--- INFORMATION Enclosed Below ---
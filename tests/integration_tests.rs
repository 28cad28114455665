// End-to-end tests for trade execution and the orchestrated loops

mod common;

use std::sync::atomic::Ordering;
use std::sync::{Arc, Mutex};
use tokio::time::{sleep, timeout, Duration};

use common::{fast_config, gate_passing_bars, MockGateway, MockStream};
use equity_trading_bot::{
    FilledOrder, InboundQueue, LotLedger, OrderSide, PositionCache, TradeExecutor, TradeSignal,
    TradingBot, TradingError,
};

fn executor_with(gateway: Arc<MockGateway>) -> (TradeExecutor, Arc<Mutex<LotLedger>>) {
    let ledger = Arc::new(Mutex::new(LotLedger::new()));
    let executor = TradeExecutor::new(gateway, ledger.clone(), PositionCache::new(), 1);
    (executor, ledger)
}

#[test]
fn test_failed_buy_leaves_ledger_unchanged() {
    tokio_test::block_on(async {
        let gateway = Arc::new(MockGateway::default().with_position("AAPL", 1, 100.0, 100.0));
        gateway.fail_orders.store(true, Ordering::SeqCst);

        let (executor, ledger) = executor_with(gateway.clone());
        let result = executor.execute(TradeSignal::Buy, "AAPL").await;

        assert!(matches!(result, Err(TradingError::OrderFailed(_))));
        assert_eq!(ledger.lock().unwrap().count("AAPL"), 0);
        assert!(gateway.orders_placed().is_empty());
    });
}

#[test]
fn test_buy_records_lot_at_account_price() {
    tokio_test::block_on(async {
        // The broker snapshot price and the live trade price differ; the lot
        // deliberately records the snapshot price, not a fill price.
        let gateway = Arc::new(MockGateway::default().with_position("AAPL", 1, 101.5, 99.0));

        let (executor, ledger) = executor_with(gateway.clone());
        executor.execute(TradeSignal::Buy, "AAPL").await.unwrap();

        assert_eq!(gateway.orders_placed(), vec![("AAPL".to_string(), 1, OrderSide::Buy)]);
        assert_eq!(ledger.lock().unwrap().lots("AAPL"), &[101.5]);
    });
}

#[test]
fn test_sell_without_lot_still_places_order() {
    tokio_test::block_on(async {
        let gateway = Arc::new(MockGateway::default().with_position("AAPL", 1, 100.0, 100.0));

        let (executor, ledger) = executor_with(gateway.clone());
        executor.execute(TradeSignal::Sell, "AAPL").await.unwrap();

        assert_eq!(gateway.orders_placed(), vec![("AAPL".to_string(), 1, OrderSide::Sell)]);
        assert!(ledger.lock().unwrap().is_empty());
    });
}

#[test]
fn test_sell_consumes_newest_lot() {
    tokio_test::block_on(async {
        let gateway = Arc::new(MockGateway::default().with_position("AAPL", 2, 100.0, 100.0));

        let (executor, ledger) = executor_with(gateway.clone());
        {
            let mut ledger = ledger.lock().unwrap();
            ledger.open("AAPL", 100.0);
            ledger.open("AAPL", 105.0);
        }

        executor.execute(TradeSignal::Sell, "AAPL").await.unwrap();
        assert_eq!(ledger.lock().unwrap().lots("AAPL"), &[100.0]);
    });
}

#[test]
fn test_hold_is_a_no_op() {
    tokio_test::block_on(async {
        let gateway = Arc::new(MockGateway::default().with_position("AAPL", 1, 100.0, 100.0));

        let (executor, _ledger) = executor_with(gateway.clone());
        executor.execute(TradeSignal::Hold, "AAPL").await.unwrap();

        assert!(gateway.orders_placed().is_empty());
    });
}

#[tokio::test]
async fn test_monitor_sells_on_stop_loss() {
    // One lot bought at 100, market at 94, below the default 5% stop.
    let gateway = Arc::new(MockGateway::default().with_position("AAPL", 1, 94.0, 94.0));
    let stream = Arc::new(MockStream::connected());
    let queue = InboundQueue::new(16);

    let bot = Arc::new(TradingBot::new(
        gateway.clone(),
        stream,
        queue,
        fast_config(),
    ));
    bot.ledger().lock().unwrap().open("AAPL", 100.0);

    let handle = tokio::spawn(bot.clone().run());
    sleep(Duration::from_millis(500)).await;
    bot.running().shutdown();
    timeout(Duration::from_secs(10), handle).await.unwrap().unwrap();

    assert!(gateway
        .orders_placed()
        .contains(&("AAPL".to_string(), 1, OrderSide::Sell)));
    assert_eq!(bot.ledger().lock().unwrap().count("AAPL"), 0);
}

#[tokio::test]
async fn test_monitor_buys_when_gate_passes() {
    let gateway = Arc::new(
        MockGateway::default()
            .with_position("AAPL", 1, 150.0, 150.0)
            .with_bars("AAPL", gate_passing_bars(60)),
    );
    let stream = Arc::new(MockStream::connected());
    let queue = InboundQueue::new(16);

    let bot = Arc::new(TradingBot::new(
        gateway.clone(),
        stream,
        queue,
        fast_config(),
    ));

    let handle = tokio::spawn(bot.clone().run());
    sleep(Duration::from_millis(500)).await;
    bot.running().shutdown();
    timeout(Duration::from_secs(10), handle).await.unwrap().unwrap();

    assert!(gateway
        .orders_placed()
        .contains(&("AAPL".to_string(), 1, OrderSide::Buy)));
    // The lot records the cached account price for the symbol.
    assert_eq!(bot.ledger().lock().unwrap().last_buy_price("AAPL"), Some(150.0));
}

#[tokio::test]
async fn test_monitor_holds_without_history() {
    // No bars scripted: the gate is unavailable, so the decision defaults to
    // Hold and nothing is traded.
    let gateway = Arc::new(MockGateway::default().with_position("AAPL", 1, 150.0, 150.0));
    let stream = Arc::new(MockStream::connected());
    let queue = InboundQueue::new(16);

    let bot = Arc::new(TradingBot::new(
        gateway.clone(),
        stream,
        queue,
        fast_config(),
    ));

    let handle = tokio::spawn(bot.clone().run());
    sleep(Duration::from_millis(500)).await;
    bot.running().shutdown();
    timeout(Duration::from_secs(10), handle).await.unwrap().unwrap();

    assert!(gateway.orders_placed().is_empty());
}

#[tokio::test]
async fn test_health_failure_shuts_down_every_loop() {
    let gateway = Arc::new(MockGateway::default());
    let stream = Arc::new(MockStream::dead());
    let queue = InboundQueue::new(16);

    let bot = Arc::new(TradingBot::new(
        gateway,
        stream.clone(),
        queue,
        fast_config(),
    ));

    let handle = tokio::spawn(bot.clone().run());
    // The first health check fails to reconnect and clears the running flag;
    // every loop then exits within one interval.
    let joined = timeout(Duration::from_secs(10), handle).await;
    assert!(joined.is_ok(), "loops did not stop after health failure");

    assert!(!bot.running().is_running());
    assert!(stream.connect_calls.load(Ordering::SeqCst) >= 1);
}

#[tokio::test]
async fn test_purger_empties_queue() {
    let gateway = Arc::new(MockGateway::default());
    let stream = Arc::new(MockStream::connected());
    let queue = InboundQueue::new(16);
    for i in 0..5 {
        queue.push(format!("{{\"seq\": {}}}", i));
    }

    let bot = Arc::new(TradingBot::new(
        gateway,
        stream,
        queue.clone(),
        fast_config(),
    ));

    let handle = tokio::spawn(bot.clone().run());
    sleep(Duration::from_millis(500)).await;

    assert!(queue.is_empty());

    bot.running().shutdown();
    timeout(Duration::from_secs(10), handle).await.unwrap().unwrap();
}

#[tokio::test]
async fn test_seed_ledger_replays_filled_buys() {
    let fills = vec![
        FilledOrder {
            symbol: "AAPL".to_string(),
            side: OrderSide::Buy,
            filled_avg_price: Some(180.5),
            filled_qty: 1,
            filled_at: None,
        },
        FilledOrder {
            symbol: "AAPL".to_string(),
            side: OrderSide::Buy,
            filled_avg_price: Some(185.0),
            filled_qty: 1,
            filled_at: None,
        },
        // Duplicate price for the same symbol is skipped
        FilledOrder {
            symbol: "AAPL".to_string(),
            side: OrderSide::Buy,
            filled_avg_price: Some(180.5),
            filled_qty: 1,
            filled_at: None,
        },
        // Sells never seed lots
        FilledOrder {
            symbol: "AAPL".to_string(),
            side: OrderSide::Sell,
            filled_avg_price: Some(190.0),
            filled_qty: 1,
            filled_at: None,
        },
        // Fills without a price are skipped
        FilledOrder {
            symbol: "MSFT".to_string(),
            side: OrderSide::Buy,
            filled_avg_price: None,
            filled_qty: 1,
            filled_at: None,
        },
    ];
    let gateway = Arc::new(MockGateway::default().with_filled_orders(fills));
    let stream = Arc::new(MockStream::connected());

    let bot = Arc::new(TradingBot::new(
        gateway,
        stream,
        InboundQueue::new(16),
        fast_config(),
    ));

    let seeded = bot.seed_ledger().await.unwrap();
    assert_eq!(seeded, 2);

    let ledger = bot.ledger();
    let ledger = ledger.lock().unwrap();
    assert_eq!(ledger.lots("AAPL"), &[180.5, 185.0]);
    assert_eq!(ledger.count("MSFT"), 0);
}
--- End of Enclosed INFORMATION ---
WHAT YOU ARE ASKED TO DO:
Your job is to return all lines above that hold the word "seeded".

RESULT OF THE TASK:
    let seeded = bot.seed_ledger().await.unwrap();
    assert_eq!(seeded, 2);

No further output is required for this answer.